Recorded data
★ ★ ★ ★
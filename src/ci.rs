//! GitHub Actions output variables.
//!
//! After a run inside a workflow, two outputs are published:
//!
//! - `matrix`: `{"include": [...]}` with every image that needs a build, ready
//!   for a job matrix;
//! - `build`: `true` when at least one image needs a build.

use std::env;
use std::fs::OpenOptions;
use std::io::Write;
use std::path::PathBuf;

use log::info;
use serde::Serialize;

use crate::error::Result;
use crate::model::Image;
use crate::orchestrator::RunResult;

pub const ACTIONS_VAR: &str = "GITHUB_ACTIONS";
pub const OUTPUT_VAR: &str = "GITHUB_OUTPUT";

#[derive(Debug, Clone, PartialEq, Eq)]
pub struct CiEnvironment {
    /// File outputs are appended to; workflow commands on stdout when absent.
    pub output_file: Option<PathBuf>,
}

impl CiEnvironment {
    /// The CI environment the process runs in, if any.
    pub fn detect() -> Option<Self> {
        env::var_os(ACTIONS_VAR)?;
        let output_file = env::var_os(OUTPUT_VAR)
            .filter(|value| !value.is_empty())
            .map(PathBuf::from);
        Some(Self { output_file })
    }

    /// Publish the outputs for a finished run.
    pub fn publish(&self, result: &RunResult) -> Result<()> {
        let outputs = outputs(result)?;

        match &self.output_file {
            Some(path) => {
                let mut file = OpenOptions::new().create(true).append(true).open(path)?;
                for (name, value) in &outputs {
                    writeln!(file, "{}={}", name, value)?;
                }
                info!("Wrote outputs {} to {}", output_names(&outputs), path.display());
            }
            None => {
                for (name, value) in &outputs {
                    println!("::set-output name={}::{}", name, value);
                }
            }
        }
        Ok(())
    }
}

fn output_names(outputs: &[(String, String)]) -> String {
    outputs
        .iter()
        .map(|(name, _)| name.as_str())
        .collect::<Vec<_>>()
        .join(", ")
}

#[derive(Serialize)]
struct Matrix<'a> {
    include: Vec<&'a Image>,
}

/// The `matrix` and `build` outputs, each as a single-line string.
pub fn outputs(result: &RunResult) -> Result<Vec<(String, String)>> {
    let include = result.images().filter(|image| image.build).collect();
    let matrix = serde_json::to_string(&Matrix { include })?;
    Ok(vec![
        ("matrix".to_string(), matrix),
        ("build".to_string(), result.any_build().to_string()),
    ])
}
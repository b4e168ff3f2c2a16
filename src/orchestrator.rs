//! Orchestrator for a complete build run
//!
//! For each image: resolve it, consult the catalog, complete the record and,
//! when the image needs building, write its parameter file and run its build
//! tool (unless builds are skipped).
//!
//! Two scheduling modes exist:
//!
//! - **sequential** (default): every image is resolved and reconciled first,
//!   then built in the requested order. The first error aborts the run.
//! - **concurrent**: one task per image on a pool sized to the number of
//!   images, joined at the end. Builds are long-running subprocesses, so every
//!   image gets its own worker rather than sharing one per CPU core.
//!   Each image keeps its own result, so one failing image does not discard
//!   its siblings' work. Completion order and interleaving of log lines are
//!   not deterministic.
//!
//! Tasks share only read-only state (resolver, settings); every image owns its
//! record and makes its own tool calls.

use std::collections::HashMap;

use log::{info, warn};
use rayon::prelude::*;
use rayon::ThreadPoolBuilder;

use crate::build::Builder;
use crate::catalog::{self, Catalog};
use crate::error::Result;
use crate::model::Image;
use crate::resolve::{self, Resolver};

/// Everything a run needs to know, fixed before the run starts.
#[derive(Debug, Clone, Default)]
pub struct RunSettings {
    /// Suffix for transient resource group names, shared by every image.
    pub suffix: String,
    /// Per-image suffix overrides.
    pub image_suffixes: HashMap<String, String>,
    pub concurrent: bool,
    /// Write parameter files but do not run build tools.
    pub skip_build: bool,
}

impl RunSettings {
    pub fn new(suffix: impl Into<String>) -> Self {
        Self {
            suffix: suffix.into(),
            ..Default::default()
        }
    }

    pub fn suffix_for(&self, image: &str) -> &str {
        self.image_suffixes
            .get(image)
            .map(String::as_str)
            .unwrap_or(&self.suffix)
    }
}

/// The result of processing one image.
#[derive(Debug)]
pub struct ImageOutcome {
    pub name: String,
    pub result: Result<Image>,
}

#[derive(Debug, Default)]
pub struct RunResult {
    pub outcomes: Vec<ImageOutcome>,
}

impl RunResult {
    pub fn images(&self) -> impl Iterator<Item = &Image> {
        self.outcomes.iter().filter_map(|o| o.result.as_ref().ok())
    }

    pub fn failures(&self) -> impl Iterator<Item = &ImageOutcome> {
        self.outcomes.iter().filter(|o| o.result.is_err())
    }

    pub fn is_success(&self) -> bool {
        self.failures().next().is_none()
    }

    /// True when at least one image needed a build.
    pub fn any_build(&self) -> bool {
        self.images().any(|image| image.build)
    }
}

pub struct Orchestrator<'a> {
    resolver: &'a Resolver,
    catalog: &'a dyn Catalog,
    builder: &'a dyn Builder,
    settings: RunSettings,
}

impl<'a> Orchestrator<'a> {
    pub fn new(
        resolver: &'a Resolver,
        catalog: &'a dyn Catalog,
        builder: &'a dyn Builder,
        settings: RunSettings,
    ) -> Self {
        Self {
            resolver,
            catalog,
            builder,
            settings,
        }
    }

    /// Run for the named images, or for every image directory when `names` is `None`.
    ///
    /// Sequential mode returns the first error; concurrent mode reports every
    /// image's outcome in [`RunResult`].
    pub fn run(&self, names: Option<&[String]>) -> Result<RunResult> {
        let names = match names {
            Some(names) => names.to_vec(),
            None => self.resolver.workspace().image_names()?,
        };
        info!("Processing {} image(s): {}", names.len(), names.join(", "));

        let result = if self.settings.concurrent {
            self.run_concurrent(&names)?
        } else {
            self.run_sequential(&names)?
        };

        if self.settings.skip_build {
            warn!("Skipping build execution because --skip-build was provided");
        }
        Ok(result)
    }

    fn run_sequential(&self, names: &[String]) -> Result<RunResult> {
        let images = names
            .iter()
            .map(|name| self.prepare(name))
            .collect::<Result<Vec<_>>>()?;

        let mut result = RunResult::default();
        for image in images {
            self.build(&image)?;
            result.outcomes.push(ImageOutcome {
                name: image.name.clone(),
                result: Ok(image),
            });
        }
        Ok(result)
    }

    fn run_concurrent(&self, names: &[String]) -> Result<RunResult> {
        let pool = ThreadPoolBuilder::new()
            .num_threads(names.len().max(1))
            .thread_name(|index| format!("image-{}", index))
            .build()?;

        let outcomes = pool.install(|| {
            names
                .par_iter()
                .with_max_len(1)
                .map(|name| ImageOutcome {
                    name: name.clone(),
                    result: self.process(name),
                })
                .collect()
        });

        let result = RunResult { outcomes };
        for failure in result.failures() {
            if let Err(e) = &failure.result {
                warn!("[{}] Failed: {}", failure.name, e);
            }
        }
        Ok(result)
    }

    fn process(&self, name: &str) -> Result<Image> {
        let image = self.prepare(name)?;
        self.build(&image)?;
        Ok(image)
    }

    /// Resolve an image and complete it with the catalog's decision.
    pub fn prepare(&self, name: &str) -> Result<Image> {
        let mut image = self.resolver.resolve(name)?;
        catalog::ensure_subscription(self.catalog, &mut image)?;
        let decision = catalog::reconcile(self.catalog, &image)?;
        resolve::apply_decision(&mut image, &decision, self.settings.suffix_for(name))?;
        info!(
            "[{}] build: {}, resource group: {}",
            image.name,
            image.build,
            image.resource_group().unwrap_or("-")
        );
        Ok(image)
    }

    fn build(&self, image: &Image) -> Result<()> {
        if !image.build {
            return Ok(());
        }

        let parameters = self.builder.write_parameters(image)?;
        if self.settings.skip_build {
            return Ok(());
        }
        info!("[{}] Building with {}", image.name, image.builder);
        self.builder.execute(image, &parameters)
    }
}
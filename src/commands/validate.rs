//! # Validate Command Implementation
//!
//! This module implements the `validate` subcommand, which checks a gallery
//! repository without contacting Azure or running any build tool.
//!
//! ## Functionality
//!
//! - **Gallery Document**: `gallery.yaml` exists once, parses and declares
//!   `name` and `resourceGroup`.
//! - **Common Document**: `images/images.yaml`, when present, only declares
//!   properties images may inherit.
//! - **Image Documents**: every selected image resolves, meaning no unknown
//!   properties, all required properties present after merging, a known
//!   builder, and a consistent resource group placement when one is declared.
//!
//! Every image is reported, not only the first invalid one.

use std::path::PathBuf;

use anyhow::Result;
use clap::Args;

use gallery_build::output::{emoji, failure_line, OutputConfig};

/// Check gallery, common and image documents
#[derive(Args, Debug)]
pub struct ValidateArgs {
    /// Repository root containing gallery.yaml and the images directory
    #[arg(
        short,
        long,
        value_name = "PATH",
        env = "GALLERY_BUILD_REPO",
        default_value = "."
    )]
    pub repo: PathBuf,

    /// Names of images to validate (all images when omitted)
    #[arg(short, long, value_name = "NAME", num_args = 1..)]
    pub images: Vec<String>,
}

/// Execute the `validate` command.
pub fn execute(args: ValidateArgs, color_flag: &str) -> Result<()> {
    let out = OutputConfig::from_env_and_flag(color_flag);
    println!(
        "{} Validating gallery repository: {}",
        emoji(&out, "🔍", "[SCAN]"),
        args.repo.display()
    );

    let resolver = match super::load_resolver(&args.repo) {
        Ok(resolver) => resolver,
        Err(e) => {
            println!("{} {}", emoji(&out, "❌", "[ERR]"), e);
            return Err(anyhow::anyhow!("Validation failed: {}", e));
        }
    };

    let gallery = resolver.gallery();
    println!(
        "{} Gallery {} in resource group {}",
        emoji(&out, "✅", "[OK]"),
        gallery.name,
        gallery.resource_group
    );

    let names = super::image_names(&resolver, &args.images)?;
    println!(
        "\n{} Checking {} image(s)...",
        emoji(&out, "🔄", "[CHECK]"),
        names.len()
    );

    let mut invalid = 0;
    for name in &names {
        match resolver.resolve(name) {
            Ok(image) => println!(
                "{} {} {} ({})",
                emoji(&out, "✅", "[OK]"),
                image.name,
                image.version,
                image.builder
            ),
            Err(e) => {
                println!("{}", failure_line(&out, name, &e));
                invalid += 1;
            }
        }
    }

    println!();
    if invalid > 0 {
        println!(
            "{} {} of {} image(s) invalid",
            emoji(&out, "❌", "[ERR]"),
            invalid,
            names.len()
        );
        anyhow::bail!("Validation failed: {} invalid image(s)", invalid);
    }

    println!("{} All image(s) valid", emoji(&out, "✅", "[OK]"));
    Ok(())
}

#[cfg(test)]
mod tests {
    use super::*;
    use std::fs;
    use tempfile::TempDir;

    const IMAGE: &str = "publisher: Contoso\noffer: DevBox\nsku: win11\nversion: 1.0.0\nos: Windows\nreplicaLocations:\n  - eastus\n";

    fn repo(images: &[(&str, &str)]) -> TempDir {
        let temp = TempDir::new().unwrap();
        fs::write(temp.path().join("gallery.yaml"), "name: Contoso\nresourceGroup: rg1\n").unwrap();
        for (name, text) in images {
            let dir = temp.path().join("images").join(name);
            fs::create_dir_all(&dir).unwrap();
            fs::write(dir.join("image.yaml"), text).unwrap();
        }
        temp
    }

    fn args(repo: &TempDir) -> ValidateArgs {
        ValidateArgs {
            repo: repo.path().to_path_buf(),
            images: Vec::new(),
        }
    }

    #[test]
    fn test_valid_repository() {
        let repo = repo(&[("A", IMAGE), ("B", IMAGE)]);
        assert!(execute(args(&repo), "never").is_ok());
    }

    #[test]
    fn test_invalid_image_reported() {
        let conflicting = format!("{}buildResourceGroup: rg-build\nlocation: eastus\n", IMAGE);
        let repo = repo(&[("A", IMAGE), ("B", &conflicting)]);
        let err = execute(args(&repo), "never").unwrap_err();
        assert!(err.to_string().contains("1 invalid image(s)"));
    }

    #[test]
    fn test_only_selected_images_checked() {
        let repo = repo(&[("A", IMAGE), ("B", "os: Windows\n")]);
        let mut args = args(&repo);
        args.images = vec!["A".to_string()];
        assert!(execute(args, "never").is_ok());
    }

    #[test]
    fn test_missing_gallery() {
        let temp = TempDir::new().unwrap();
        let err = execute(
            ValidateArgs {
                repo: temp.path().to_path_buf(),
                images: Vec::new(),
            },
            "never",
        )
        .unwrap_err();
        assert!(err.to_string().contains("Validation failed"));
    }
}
★ ★ ★ ★
_Task objective:_ Return, with no change at all, every line in the entries above from the line containing "self.run_sequential(&names)?" through the line containing "let decision = catalog::reconcile(self.catalog, &image)?;".

_Response for this exercise:_
            self.run_sequential(&names)?
        };

        if self.settings.skip_build {
            warn!("Skipping build execution because --skip-build was provided");
        }
        Ok(result)
    }

    fn run_sequential(&self, names: &[String]) -> Result<RunResult> {
        let images = names
            .iter()
            .map(|name| self.prepare(name))
            .collect::<Result<Vec<_>>>()?;

        let mut result = RunResult::default();
        for image in images {
            self.build(&image)?;
            result.outcomes.push(ImageOutcome {
                name: image.name.clone(),
                result: Ok(image),
            });
        }
        Ok(result)
    }

    fn run_concurrent(&self, names: &[String]) -> Result<RunResult> {
        let pool = ThreadPoolBuilder::new()
            .num_threads(names.len().max(1))
            .thread_name(|index| format!("image-{}", index))
            .build()?;

        let outcomes = pool.install(|| {
            names
                .par_iter()
                .with_max_len(1)
                .map(|name| ImageOutcome {
                    name: name.clone(),
                    result: self.process(name),
                })
                .collect()
        });

        let result = RunResult { outcomes };
        for failure in result.failures() {
            if let Err(e) = &failure.result {
                warn!("[{}] Failed: {}", failure.name, e);
            }
        }
        Ok(result)
    }

    fn process(&self, name: &str) -> Result<Image> {
        let image = self.prepare(name)?;
        self.build(&image)?;
        Ok(image)
    }

    /// Resolve an image and complete it with the catalog's decision.
    pub fn prepare(&self, name: &str) -> Result<Image> {
        let mut image = self.resolver.resolve(name)?;
        catalog::ensure_subscription(self.catalog, &mut image)?;
        let decision = catalog::reconcile(self.catalog, &image)?;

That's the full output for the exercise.